Sunday, 11 June 2017

The Great Crested Grebes nesting on the fallen poplar tree were feeding feathers to their two chicks.

Encouraged by their success in breeding, the other pair of grebes on the Long Water resumed building their nest on the other side of the tree.

They had piled up the algae quite a lot in the last hour. When I went past earlier, one of them tried standing on the nest and it sank, so clearly more stuff was needed.

The Coots nesting on the post at Peter were doing a bit of maintenance.

But Death stood on the next post, in the form of a third-year Lesser Black-Backed Gull.

I have been watching this nest since the beginning of April, and I have never seen any eggs it it. Probably the gulls seize any that are laid, and this is why the persistent Coots have been in this place for so long, laying egg after egg that gets taken at once. A Herring Gull can easily pick up a Coot's egg in its beak and fly away with it.

The Coots nesting on the wire baskets near the bridge, equally persistent, now have four eggs in their second clutch.

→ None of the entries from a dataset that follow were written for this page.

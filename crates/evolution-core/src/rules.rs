use serde::{Deserialize, Serialize};
use sha2::{Digest, Sha256};
use std::collections::BTreeSet;
use std::fmt::Write as _;
use thiserror::Error;

/// Bounds every lookback period must respect.
pub const MIN_PERIOD: u32 = 2;
pub const MAX_PERIOD: u32 = 400;

#[derive(Error, Debug, Clone, PartialEq)]
pub enum RuleError {
    #[error("rule set has no entry predicate")]
    NoEntryRule,
    #[error("rule set has no exit condition")]
    NoExitCondition,
    #[error("indicator period {0} outside [{MIN_PERIOD}, {MAX_PERIOD}]")]
    PeriodOutOfRange(u32),
    #[error("non-finite numeric parameter: {0}")]
    NonFiniteParameter(String),
}

/// Output shape of an indicator. Substitution is only legal within a shape.
#[derive(Debug, Clone, Copy, PartialEq, Eq)]
pub enum OutputShape {
    /// Same scale as price (moving averages, channels).
    PriceLevel,
    /// Bounded or zero-centered oscillator.
    Oscillator,
    /// Non-negative range measure.
    Range,
}

/// Closed indicator set available to rule predicates.
#[derive(Debug, Clone, Copy, PartialEq, Serialize, Deserialize)]
#[serde(tag = "kind", rename_all = "snake_case")]
pub enum Indicator {
    Sma { period: u32 },
    Ema { period: u32 },
    Rsi { period: u32 },
    Atr { period: u32 },
    Momentum { period: u32 },
    HighestHigh { period: u32 },
    LowestLow { period: u32 },
}

impl Indicator {
    pub fn period(&self) -> u32 {
        match self {
            Indicator::Sma { period }
            | Indicator::Ema { period }
            | Indicator::Rsi { period }
            | Indicator::Atr { period }
            | Indicator::Momentum { period }
            | Indicator::HighestHigh { period }
            | Indicator::LowestLow { period } => *period,
        }
    }

    pub fn with_period(&self, period: u32) -> Indicator {
        match self {
            Indicator::Sma { .. } => Indicator::Sma { period },
            Indicator::Ema { .. } => Indicator::Ema { period },
            Indicator::Rsi { .. } => Indicator::Rsi { period },
            Indicator::Atr { .. } => Indicator::Atr { period },
            Indicator::Momentum { .. } => Indicator::Momentum { period },
            Indicator::HighestHigh { .. } => Indicator::HighestHigh { period },
            Indicator::LowestLow { .. } => Indicator::LowestLow { period },
        }
    }

    pub fn output_shape(&self) -> OutputShape {
        match self {
            Indicator::Sma { .. }
            | Indicator::Ema { .. }
            | Indicator::HighestHigh { .. }
            | Indicator::LowestLow { .. } => OutputShape::PriceLevel,
            Indicator::Rsi { .. } | Indicator::Momentum { .. } => OutputShape::Oscillator,
            Indicator::Atr { .. } => OutputShape::Range,
        }
    }

    pub fn family(&self) -> &'static str {
        match self {
            Indicator::Sma { .. } => "sma",
            Indicator::Ema { .. } => "ema",
            Indicator::Rsi { .. } => "rsi",
            Indicator::Atr { .. } => "atr",
            Indicator::Momentum { .. } => "momentum",
            Indicator::HighestHigh { .. } => "highest_high",
            Indicator::LowestLow { .. } => "lowest_low",
        }
    }
}

#[derive(Debug, Clone, Copy, PartialEq, Eq, Serialize, Deserialize)]
#[serde(rename_all = "snake_case")]
pub enum PriceField {
    Open,
    High,
    Low,
    Close,
    Volume,
}

impl PriceField {
    pub fn as_str(&self) -> &'static str {
        match self {
            PriceField::Open => "open",
            PriceField::High => "high",
            PriceField::Low => "low",
            PriceField::Close => "close",
            PriceField::Volume => "volume",
        }
    }
}

/// One side of a comparison.
#[derive(Debug, Clone, Copy, PartialEq, Serialize, Deserialize)]
#[serde(tag = "op", rename_all = "snake_case")]
pub enum Operand {
    Price { field: PriceField },
    Indicator { indicator: Indicator },
    Const { value: f64 },
}

/// Binary predicate over two operands. Cross predicates compare the
/// previous and current bar, the rest only the current bar.
#[derive(Debug, Clone, Copy, PartialEq, Serialize, Deserialize)]
#[serde(tag = "cmp", rename_all = "snake_case")]
pub enum Predicate {
    Gt { left: Operand, right: Operand },
    Lt { left: Operand, right: Operand },
    CrossesAbove { left: Operand, right: Operand },
    CrossesBelow { left: Operand, right: Operand },
}

impl Predicate {
    pub fn operands(&self) -> (&Operand, &Operand) {
        match self {
            Predicate::Gt { left, right }
            | Predicate::Lt { left, right }
            | Predicate::CrossesAbove { left, right }
            | Predicate::CrossesBelow { left, right } => (left, right),
        }
    }

    pub fn operands_mut(&mut self) -> (&mut Operand, &mut Operand) {
        match self {
            Predicate::Gt { left, right }
            | Predicate::Lt { left, right }
            | Predicate::CrossesAbove { left, right }
            | Predicate::CrossesBelow { left, right } => (left, right),
        }
    }

    pub fn comparator(&self) -> &'static str {
        match self {
            Predicate::Gt { .. } => "gt",
            Predicate::Lt { .. } => "lt",
            Predicate::CrossesAbove { .. } => "crosses_above",
            Predicate::CrossesBelow { .. } => "crosses_below",
        }
    }
}

/// Structured, deterministic description of a strategy's trading rules.
///
/// Entry predicates are AND-joined, exit predicates OR-joined. Stops, take
/// profits and the hold limit are additional exit conditions.
#[derive(Debug, Clone, PartialEq, Serialize, Deserialize)]
pub struct RuleSet {
    pub entry: Vec<Predicate>,
    pub exit: Vec<Predicate>,
    pub stop_loss_pct: Option<f64>,
    pub take_profit_pct: Option<f64>,
    pub max_hold_bars: Option<u32>,
}

impl RuleSet {
    pub fn validate(&self) -> Result<(), RuleError> {
        if self.entry.is_empty() {
            return Err(RuleError::NoEntryRule);
        }
        let has_exit = !self.exit.is_empty()
            || self.stop_loss_pct.is_some()
            || self.take_profit_pct.is_some()
            || self.max_hold_bars.is_some();
        if !has_exit {
            return Err(RuleError::NoExitCondition);
        }
        for pred in self.entry.iter().chain(self.exit.iter()) {
            let (l, r) = pred.operands();
            for op in [l, r] {
                match op {
                    Operand::Indicator { indicator } => {
                        let p = indicator.period();
                        if !(MIN_PERIOD..=MAX_PERIOD).contains(&p) {
                            return Err(RuleError::PeriodOutOfRange(p));
                        }
                    }
                    Operand::Const { value } => {
                        if !value.is_finite() {
                            return Err(RuleError::NonFiniteParameter(format!("{value}")));
                        }
                    }
                    Operand::Price { .. } => {}
                }
            }
        }
        for (name, v) in [
            ("stop_loss_pct", self.stop_loss_pct),
            ("take_profit_pct", self.take_profit_pct),
        ] {
            if let Some(v) = v {
                if !v.is_finite() || v <= 0.0 {
                    return Err(RuleError::NonFiniteParameter(name.to_string()));
                }
            }
        }
        Ok(())
    }

    /// Canonical textual form: a fixed-order tree walk with floats rendered
    /// at 6 decimal places. Structurally identical rule sets canonicalize
    /// identically regardless of construction order of optional fields.
    pub fn canonical(&self) -> String {
        let mut out = String::new();
        out.push_str("entry[");
        for (i, p) in self.entry.iter().enumerate() {
            if i > 0 {
                out.push(',');
            }
            write_predicate(&mut out, p);
        }
        out.push_str("];exit[");
        for (i, p) in self.exit.iter().enumerate() {
            if i > 0 {
                out.push(',');
            }
            write_predicate(&mut out, p);
        }
        out.push_str("];stop:");
        write_opt_float(&mut out, self.stop_loss_pct);
        out.push_str(";take:");
        write_opt_float(&mut out, self.take_profit_pct);
        out.push_str(";hold:");
        match self.max_hold_bars {
            Some(n) => {
                let _ = write!(out, "{n}");
            }
            None => out.push_str("none"),
        }
        out
    }

    /// Stable content hash of the canonical form, hex-encoded (64 chars).
    pub fn fingerprint(&self) -> String {
        let digest = Sha256::digest(self.canonical().as_bytes());
        hex::encode(digest)
    }

    /// Structural feature tokens used for novelty (Jaccard) comparisons.
    /// Periods are bucketed so near-identical lookbacks share features.
    pub fn feature_set(&self) -> BTreeSet<String> {
        let mut features = BTreeSet::new();
        for (side, preds) in [("entry", &self.entry), ("exit", &self.exit)] {
            for p in preds {
                features.insert(format!("{side}:{}", p.comparator()));
                let (l, r) = p.operands();
                for op in [l, r] {
                    match op {
                        Operand::Price { field } => {
                            features.insert(format!("price:{}", field.as_str()));
                        }
                        Operand::Indicator { indicator } => {
                            features.insert(format!(
                                "ind:{}:{}",
                                indicator.family(),
                                period_bucket(indicator.period())
                            ));
                        }
                        Operand::Const { .. } => {
                            features.insert(format!("{side}:const"));
                        }
                    }
                }
            }
        }
        if self.stop_loss_pct.is_some() {
            features.insert("stop_loss".to_string());
        }
        if self.take_profit_pct.is_some() {
            features.insert("take_profit".to_string());
        }
        if self.max_hold_bars.is_some() {
            features.insert("max_hold".to_string());
        }
        features
    }

    /// All indicators referenced anywhere in the tree, deduplicated by
    /// canonical form, in walk order.
    pub fn indicators(&self) -> Vec<Indicator> {
        let mut seen = BTreeSet::new();
        let mut out = Vec::new();
        for p in self.entry.iter().chain(self.exit.iter()) {
            let (l, r) = p.operands();
            for op in [l, r] {
                if let Operand::Indicator { indicator } = op {
                    let mut key = String::new();
                    write_indicator(&mut key, indicator);
                    if seen.insert(key) {
                        out.push(*indicator);
                    }
                }
            }
        }
        out
    }
}

fn period_bucket(period: u32) -> &'static str {
    match period {
        0..=10 => "p10",
        11..=20 => "p20",
        21..=50 => "p50",
        51..=100 => "p100",
        _ => "pmax",
    }
}

fn write_indicator(out: &mut String, ind: &Indicator) {
    let _ = write!(out, "{}({})", ind.family(), ind.period());
}

fn write_operand(out: &mut String, op: &Operand) {
    match op {
        Operand::Price { field } => {
            let _ = write!(out, "price:{}", field.as_str());
        }
        Operand::Indicator { indicator } => {
            out.push_str("ind:");
            write_indicator(out, indicator);
        }
        Operand::Const { value } => {
            let _ = write!(out, "const:{value:.6}");
        }
    }
}

fn write_predicate(out: &mut String, p: &Predicate) {
    out.push_str(p.comparator());
    out.push('(');
    let (l, r) = p.operands();
    write_operand(out, l);
    out.push(',');
    write_operand(out, r);
    out.push(')');
}

fn write_opt_float(out: &mut String, v: Option<f64>) {
    match v {
        Some(v) => {
            let _ = write!(out, "{v:.6}");
        }
        None => out.push_str("none"),
    }
}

The Mute Swans were resting in their usual place on the gravel bank and, as usual, a Grey Heron was lurking in the background. If it had been a goose the swans would have driven it away, but that ferocious beak makes even a swan careful.

The Egyptian Geese on the Round Pond still have six goslings out of the original seven.

This is the pair that nest in the split oak tree north of the pond, and on which Virginia keeps a close watch. There is also a pair on the pond with two young.

The usual Swifts ...

... and House Martins ...

were flying over the pond. But there were also about ten Sand Martins, which are only occasionally see here. They are a paler brown than House Martins, and don't have the distinctive white rump patch.

On their underside, they have a distinctive dark neck band.

There was a brief glimpse of the first young Magpie I've seen this year, still with a fairly short tail.

It was on the willow tree by the bridge, pestering a parent to feed it. The adult flew off, pursued by the youngster.

The female Little Owl near the leaf yard stood on the edge of her nest hole for a few seconds ...

... then flew up into the tree and I couldn't see her. Shortly afterwards I met a visitor from Cumbria who had come to see a Little Owl, and we went to the tree. Annoyingly, she flew on to a thick branch and stood facing away so that you could only see part of her back. When I went past again two hours later, she was still in the same place.


  1. I wonder, is she camera-shy with strangers? She trusts you, clearly, but not strangers, it seems.

    1. Yes, she doesn't feel easy with strangers. Staring at her is worse than using a camera, because she can see your eyes.